We know about PANS/PANDAS. We need the rest of the world to catch up.

Swedo PANS PANDAS ASPIRE


We know about PANS/PANDAS. We need the rest of the world to catch up.

Let’s talk about sharing our story and advocacy on PANS PANDAS Awareness Day

I am not sure when the first PANS/PANDAS Awareness Day was. These are some of the dates I know.

  • 1978. I had my first PANDAS symptoms.
  • 1998. Susan Swedo, MD, published the first paper on PANDAS
  • 2007. I became aware of PANDAS.
  • 2009. One son was diagnosed. It should have been both sons.
  • 2012. I started on my PANS/PANDAS advocacy journey.
  • 2016. I was diagnosed.
  • 2018. Our second son was diagnosed, finally. 

I wonder all the time what life would be like if brilliant women like Judy Rappoport, MD, and Susan Swedo, MD, hadn’t put the pieces together twenty-five years ago.
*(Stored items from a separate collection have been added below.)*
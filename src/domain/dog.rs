//! Dog profiles and breeding statistics.

use chrono::{DateTime, Utc};
use serde::{Deserialize, Serialize};

use super::{DogId, UserId};

/// Biological sex of a dog, as far as breeding is concerned.
#[derive(Debug, Clone, Copy, PartialEq, Eq, Serialize, Deserialize)]
#[serde(rename_all = "snake_case")]
pub enum Gender {
    /// Male dog (stud side of a pairing).
    Male,
    /// Female dog (dam side of a pairing).
    Female,
}

impl Gender {
    /// Returns the lowercase string form used on the wire.
    #[must_use]
    pub const fn as_str(&self) -> &'static str {
        match self {
            Self::Male => "male",
            Self::Female => "female",
        }
    }
}

impl std::fmt::Display for Gender {
    fn fmt(&self, f: &mut std::fmt::Formatter<'_>) -> std::fmt::Result {
        write!(f, "{}", self.as_str())
    }
}

/// Coarse size class on a four-step ordinal scale.
#[derive(Debug, Clone, Copy, PartialEq, Eq, Serialize, Deserialize)]
#[serde(rename_all = "snake_case")]
pub enum SizeClass {
    /// Up to roughly 10 kg.
    Small,
    /// Roughly 10 to 25 kg.
    Medium,
    /// Roughly 25 to 45 kg.
    Large,
    /// Above roughly 45 kg.
    Giant,
}

impl SizeClass {
    /// Position on the ordinal scale, smallest first.
    #[must_use]
    pub const fn scale_position(&self) -> u8 {
        match self {
            Self::Small => 0,
            Self::Medium => 1,
            Self::Large => 2,
            Self::Giant => 3,
        }
    }

    /// Returns the lowercase string form used on the wire.
    #[must_use]
    pub const fn as_str(&self) -> &'static str {
        match self {
            Self::Small => "small",
            Self::Medium => "medium",
            Self::Large => "large",
            Self::Giant => "giant",
        }
    }
}

impl std::fmt::Display for SizeClass {
    fn fmt(&self, f: &mut std::fmt::Formatter<'_>) -> std::fmt::Result {
        write!(f, "{}", self.as_str())
    }
}

/// Free-form temperament traits, compared case-insensitively when scoring.
#[derive(Debug, Clone, Default, PartialEq, Serialize, Deserialize)]
pub struct Temperament {
    /// Activity level, e.g. "high", "moderate", "low".
    pub activity_level: Option<String>,
    /// Sociability toward other dogs, e.g. "friendly", "reserved".
    pub sociability: Option<String>,
    /// Trainability, e.g. "eager", "independent".
    pub trainability: Option<String>,
}

/// Physical and behavioral attributes that feed the compatibility scorer.
///
/// Every field is optional. A missing attribute never disqualifies a dog;
/// it simply contributes nothing to the corresponding score component.
#[derive(Debug, Clone, Default, PartialEq, Serialize, Deserialize)]
pub struct DogAttributes {
    /// Breed name, matched case-insensitively against the breed group table.
    pub breed: Option<String>,
    /// Biological sex. Required in practice for any pairing to score above zero.
    pub gender: Option<Gender>,
    /// Age in years, fractional for dogs under a year.
    pub age_years: Option<f64>,
    /// Ordinal size class.
    pub size: Option<SizeClass>,
    /// Weight in kilograms.
    pub weight_kg: Option<f64>,
    /// Coat type, e.g. "double", "wire", "curly".
    pub coat_type: Option<String>,
    /// Primary coat color.
    pub color: Option<String>,
    /// Temperament traits.
    #[serde(default)]
    pub temperament: Temperament,
}

/// Lifetime breeding counters maintained by the match lifecycle.
///
/// All counters start at zero when a profile is registered and only ever
/// increase. `female_successful_matings` stays zero for male dogs.
#[derive(Debug, Clone, Copy, Default, PartialEq, Eq, Serialize, Deserialize)]
pub struct BreedingStats {
    /// Match requests this dog has appeared in, either side.
    pub match_requests_count: u32,
    /// Requests involving this dog that reached the accepted state.
    pub match_accept_count: u32,
    /// Requests involving this dog that reached a completed state.
    pub match_completed_count: u32,
    /// Completed requests that ended in a confirmed successful mating.
    pub match_success_count: u32,
    /// Completed requests that ended in failure or no-show.
    pub match_failure_count: u32,
    /// Successful matings where this dog was the verified female.
    pub female_successful_matings: u32,
}

impl BreedingStats {
    /// Share of completed matches that succeeded, in `[0.0, 1.0]`.
    ///
    /// Returns `0.0` when no match has completed yet.
    #[must_use]
    pub fn success_rate(&self) -> f64 {
        if self.match_completed_count == 0 {
            return 0.0;
        }
        f64::from(self.match_success_count) / f64::from(self.match_completed_count)
    }
}

/// A registered dog profile.
#[derive(Debug, Clone, PartialEq, Serialize, Deserialize)]
pub struct DogProfile {
    /// Unique identifier, assigned at registration.
    pub id: DogId,
    /// Owner of the profile. Only the owner may act for this dog.
    pub owner_id: UserId,
    /// Display name.
    pub name: String,
    /// Scoring attributes.
    pub attributes: DogAttributes,
    /// Whether the dog appears in other owners' candidate listings.
    pub visible: bool,
    /// Lifetime breeding counters.
    pub stats: BreedingStats,
    /// Registration timestamp.
    pub created_at: DateTime<Utc>,
    /// Last modification timestamp.
    pub updated_at: DateTime<Utc>,
}

impl DogProfile {
    /// Creates a new profile with fresh id, zeroed stats, and `visible` on.
    #[must_use]
    pub fn new(owner_id: UserId, name: String, attributes: DogAttributes) -> Self {
        let now = Utc::now();
        Self {
            id: DogId::new(),
            owner_id,
            name,
            attributes,
            visible: true,
            stats: BreedingStats::default(),
            created_at: now,
            updated_at: now,
        }
    }

    /// Bumps the modification timestamp.
    pub fn touch(&mut self) {
        self.updated_at = Utc::now();
    }
}

/// Compact dog card used in match views and candidate listings.
#[derive(Debug, Clone, PartialEq, Serialize, Deserialize)]
pub struct DogSummary {
    /// Dog identifier.
    pub id: DogId,
    /// Owning user.
    pub owner_id: UserId,
    /// Display name.
    pub name: String,
    /// Breed name, if recorded.
    pub breed: Option<String>,
    /// Gender, if recorded.
    pub gender: Option<Gender>,
}

impl From<&DogProfile> for DogSummary {
    fn from(profile: &DogProfile) -> Self {
        Self {
            id: profile.id,
            owner_id: profile.owner_id,
            name: profile.name.clone(),
            breed: profile.attributes.breed.clone(),
            gender: profile.attributes.gender,
        }
    }
}

#[cfg(test)]
#[allow(clippy::panic)]
mod tests {
    use super::*;

    fn make_profile() -> DogProfile {
        DogProfile::new(
            UserId::new(),
            "Rex".to_string(),
            DogAttributes {
                breed: Some("Labrador Retriever".to_string()),
                gender: Some(Gender::Male),
                age_years: Some(3.0),
                size: Some(SizeClass::Large),
                weight_kg: Some(30.0),
                ..DogAttributes::default()
            },
        )
    }

    #[test]
    fn new_profile_starts_visible_with_zeroed_stats() {
        let profile = make_profile();
        assert!(profile.visible);
        assert_eq!(profile.stats, BreedingStats::default());
        assert_eq!(profile.created_at, profile.updated_at);
    }

    #[test]
    fn touch_advances_updated_at() {
        let mut profile = make_profile();
        let before = profile.updated_at;
        profile.touch();
        assert!(profile.updated_at >= before);
    }

    #[test]
    fn success_rate_is_zero_without_completions() {
        let stats = BreedingStats::default();
        assert!(stats.success_rate().abs() < f64::EPSILON);
    }

    #[test]
    fn success_rate_divides_successes_by_completions() {
        let stats = BreedingStats {
            match_completed_count: 4,
            match_success_count: 3,
            ..BreedingStats::default()
        };
        assert!((stats.success_rate() - 0.75).abs() < f64::EPSILON);
    }

    #[test]
    fn summary_projects_card_fields() {
        let profile = make_profile();
        let summary = DogSummary::from(&profile);
        assert_eq!(summary.id, profile.id);
        assert_eq!(summary.owner_id, profile.owner_id);
        assert_eq!(summary.name, "Rex");
        assert_eq!(summary.breed.as_deref(), Some("Labrador Retriever"));
        assert_eq!(summary.gender, Some(Gender::Male));
    }

    #[test]
    fn size_class_positions_are_ordered() {
        assert!(SizeClass::Small.scale_position() < SizeClass::Medium.scale_position());
        assert!(SizeClass::Medium.scale_position() < SizeClass::Large.scale_position());
        assert!(SizeClass::Large.scale_position() < SizeClass::Giant.scale_position());
    }

    #[test]
    fn gender_serializes_lowercase() {
        let json = serde_json::to_string(&Gender::Female).ok();
        assert_eq!(json.as_deref(), Some("\"female\""));
    }
}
There has been a lot of progress, especially in the last five or so years, due to breakthroughs in research by Dritan Agalliu, PhD, Christopher Pittenger, MD, PhD, and Jennifer Frankovich, MD, among others. Then there are the dogged providers who push us forward by diagnosing and treating our community, proving that we can heal. Then there was COVID, which moved the needle in the understanding that an infection can cause neuroinflammation and, ultimately, psychiatric and cognitive symptoms. Then there is the ever-increasing advocacy by parents worldwide, which, as this community knows, is a force to be reckoned with.

 

Now, we need the rest of the world to catch up.

 

While PANS/PANDAS is not a household word, awareness is increasing, so the need for education and understanding grows. This year, instead of focusing on one day, October 9th, we have taken the past week to inspire and motivate our community living with PANS/PANDAS to take action not just today but all year.
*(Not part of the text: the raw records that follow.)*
//! Match lifecycle DTOs: creation, status updates, outcomes, and views.

use chrono::{DateTime, Utc};
use serde::{Deserialize, Serialize};
use utoipa::ToSchema;

use super::common_dto::DogSummaryDto;
use crate::domain::{
    DogId, MatchCounts, MatchGroups, MatchId, MatchOutcome, MatchView, OutcomeId, StatusTimestamps,
};

/// Request body for `POST /matches`.
#[derive(Debug, Deserialize, ToSchema)]
pub struct CreateMatchRequest {
    /// The actor's own dog initiating the pairing.
    pub requester_dog_id: uuid::Uuid,
    /// The dog being requested.
    pub requested_dog_id: uuid::Uuid,
    /// Optional link to an external messaging thread.
    #[serde(default)]
    pub contact_id: Option<uuid::Uuid>,
    /// Free-text note shown to the other party.
    #[serde(default)]
    pub notes: Option<String>,
}

/// Request body for `POST /matches/{id}/status`.
#[derive(Debug, Deserialize, ToSchema)]
pub struct UpdateStatusRequest {
    /// Target status string, e.g. `"accepted"`.
    pub status: String,
    /// Optional note; stored when the requested party responds.
    #[serde(default)]
    pub note: Option<String>,
}

/// Request body for `POST /matches/{id}/outcome`.
#[derive(Debug, Deserialize, ToSchema)]
pub struct SubmitOutcomeRequest {
    /// The submitter's participating dog (the female side).
    pub verified_by_dog_id: uuid::Uuid,
    /// `"success"`, `"failed"`, or `"no_show"`.
    pub outcome: String,
    /// Litter size for successful matings.
    #[serde(default)]
    pub litter_size: Option<u32>,
    /// Free-text notes from the verifier.
    #[serde(default)]
    pub notes: Option<String>,
}

/// Recorded outcome embedded in match responses.
#[derive(Debug, Clone, Serialize, ToSchema)]
pub struct OutcomeDto {
    /// Outcome identifier.
    pub outcome_id: OutcomeId,
    /// Outcome string.
    pub outcome: String,
    /// Litter size, successful matings only.
    pub litter_size: Option<u32>,
    /// Verifier's notes.
    pub notes: Option<String>,
    /// The dog whose owner verified the outcome.
    pub verified_by_dog_id: DogId,
    /// When the outcome was recorded.
    pub recorded_at: DateTime<Utc>,
}

impl From<MatchOutcome> for OutcomeDto {
    fn from(outcome: MatchOutcome) -> Self {
        Self {
            outcome_id: outcome.id,
            outcome: outcome.outcome.as_str().to_string(),
            litter_size: outcome.litter_size,
            notes: outcome.notes,
            verified_by_dog_id: outcome.verified_by_dog_id,
            recorded_at: outcome.recorded_at,
        }
    }
}

/// Per-status timestamps in match responses.
#[derive(Debug, Clone, Serialize, ToSchema)]
pub struct TimestampsDto {
    /// Creation time.
    pub requested_at: DateTime<Utc>,
    /// When the request was accepted.
    pub accepted_at: Option<DateTime<Utc>>,
    /// When the request was declined.
    pub declined_at: Option<DateTime<Utc>>,
    /// When the request was cancelled.
    pub cancelled_at: Option<DateTime<Utc>>,
    /// When the parties reported the meeting happened.
    pub awaiting_confirmation_at: Option<DateTime<Utc>>,
    /// When the match reached a completed status.
    pub completed_at: Option<DateTime<Utc>>,
    /// Time of the most recent transition.
    pub last_status_changed_at: DateTime<Utc>,
}

impl From<StatusTimestamps> for TimestampsDto {
    fn from(timestamps: StatusTimestamps) -> Self {
        Self {
            requested_at: timestamps.requested_at,
            accepted_at: timestamps.accepted_at,
            declined_at: timestamps.declined_at,
            cancelled_at: timestamps.cancelled_at,
            awaiting_confirmation_at: timestamps.awaiting_confirmation_at,
            completed_at: timestamps.completed_at,
            last_status_changed_at: timestamps.last_status_changed_at,
        }
    }
}

/// One match as seen from the viewer's side.
#[derive(Debug, Clone, Serialize, ToSchema)]
pub struct MatchViewDto {
    /// Match identifier.
    pub match_id: MatchId,
    /// `"sent"` or `"received"`, relative to the viewer.
    pub direction: String,
    /// Current lifecycle status string.
    pub status: String,
    /// The viewer's participating dog.
    pub my_dog: DogSummaryDto,
    /// The other side's dog.
    pub partner_dog: DogSummaryDto,
    /// Compatibility score of the pairing at view time.
    pub compatibility_score: u8,
    /// The request is pending and it is the viewer's turn to respond.
    pub requires_response: bool,
    /// The viewer may cancel (requester side, non-terminal status).
    pub can_cancel: bool,
    /// The match awaits an outcome this viewer is eligible to submit.
    pub awaiting_my_outcome: bool,
    /// Note left by the requester at creation.
    pub requester_notes: Option<String>,
    /// Note left by the requested party when responding.
    pub responder_notes: Option<String>,
    /// Per-status timestamps.
    pub timestamps: TimestampsDto,
    /// The recorded outcome, once completed.
    pub outcome: Option<OutcomeDto>,
}

impl From<MatchView> for MatchViewDto {
    fn from(view: MatchView) -> Self {
        Self {
            match_id: view.match_id,
            direction: view.direction.as_str().to_string(),
            status: view.status.as_str().to_string(),
            my_dog: DogSummaryDto::from(view.my_dog),
            partner_dog: DogSummaryDto::from(view.partner_dog),
            compatibility_score: view.compatibility_score,
            requires_response: view.requires_response,
            can_cancel: view.can_cancel,
            awaiting_my_outcome: view.awaiting_my_outcome,
            requester_notes: view.requester_notes,
            responder_notes: view.responder_notes,
            timestamps: TimestampsDto::from(view.timestamps),
            outcome: view.outcome.map(OutcomeDto::from),
        }
    }
}

/// Status tallies across a user's matches.
#[derive(Debug, Clone, Serialize, ToSchema)]
pub struct MatchCountsDto {
    /// Every match involving the user.
    pub total: usize,
    /// Currently pending.
    pub pending: usize,
    /// Currently accepted.
    pub accepted: usize,
    /// Currently awaiting an outcome.
    pub awaiting_confirmation: usize,
    /// Completed successfully.
    pub successes: usize,
    /// Completed in failure.
    pub failures: usize,
    /// Declined or cancelled.
    pub declines: usize,
}

impl From<MatchCounts> for MatchCountsDto {
    fn from(counts: MatchCounts) -> Self {
        Self {
            total: counts.total,
            pending: counts.pending,
            accepted: counts.accepted,
            awaiting_confirmation: counts.awaiting_confirmation,
            successes: counts.successes,
            failures: counts.failures,
            declines: counts.declines,
        }
    }
}

/// Response body for `GET /matches/mine`.
#[derive(Debug, Serialize, ToSchema)]
pub struct MyMatchesResponse {
    /// Matches still waiting for a response, most recent first.
    pub pending: Vec<MatchViewDto>,
    /// Matches waiting for an outcome.
    pub awaiting_confirmation: Vec<MatchViewDto>,
    /// Resolved matches.
    pub history: Vec<MatchViewDto>,
    /// Every match, regardless of status.
    pub all: Vec<MatchViewDto>,
    /// Status tallies over `all`.
    pub counts: MatchCountsDto,
}

impl MyMatchesResponse {
    /// Assembles the response from domain groupings and counts.
    #[must_use]
    pub fn from_groups(groups: MatchGroups, counts: MatchCounts) -> Self {
        Self {
            pending: groups.pending.into_iter().map(MatchViewDto::from).collect(),
            awaiting_confirmation: groups
                .awaiting_confirmation
                .into_iter()
                .map(MatchViewDto::from)
                .collect(),
            history: groups.history.into_iter().map(MatchViewDto::from).collect(),
            all: groups.all.into_iter().map(MatchViewDto::from).collect(),
            counts: MatchCountsDto::from(counts),
        }
    }
}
You have probably heard me say that we can talk about the symptoms, causes, triggers, and treatments all day, but our stories bring our collective struggles and needs to life. This is why, on one day of Awareness Action Week, we shared stories of hope, which were delightful and heartbreaking simultaneously. I want to speak specifically about telling our stories. Sometimes, people feel that the stories of hope, the success stories, diminish how dreadful PANS/PANDAS is. But if you sit and read through them, you see the struggle and the heartbreak.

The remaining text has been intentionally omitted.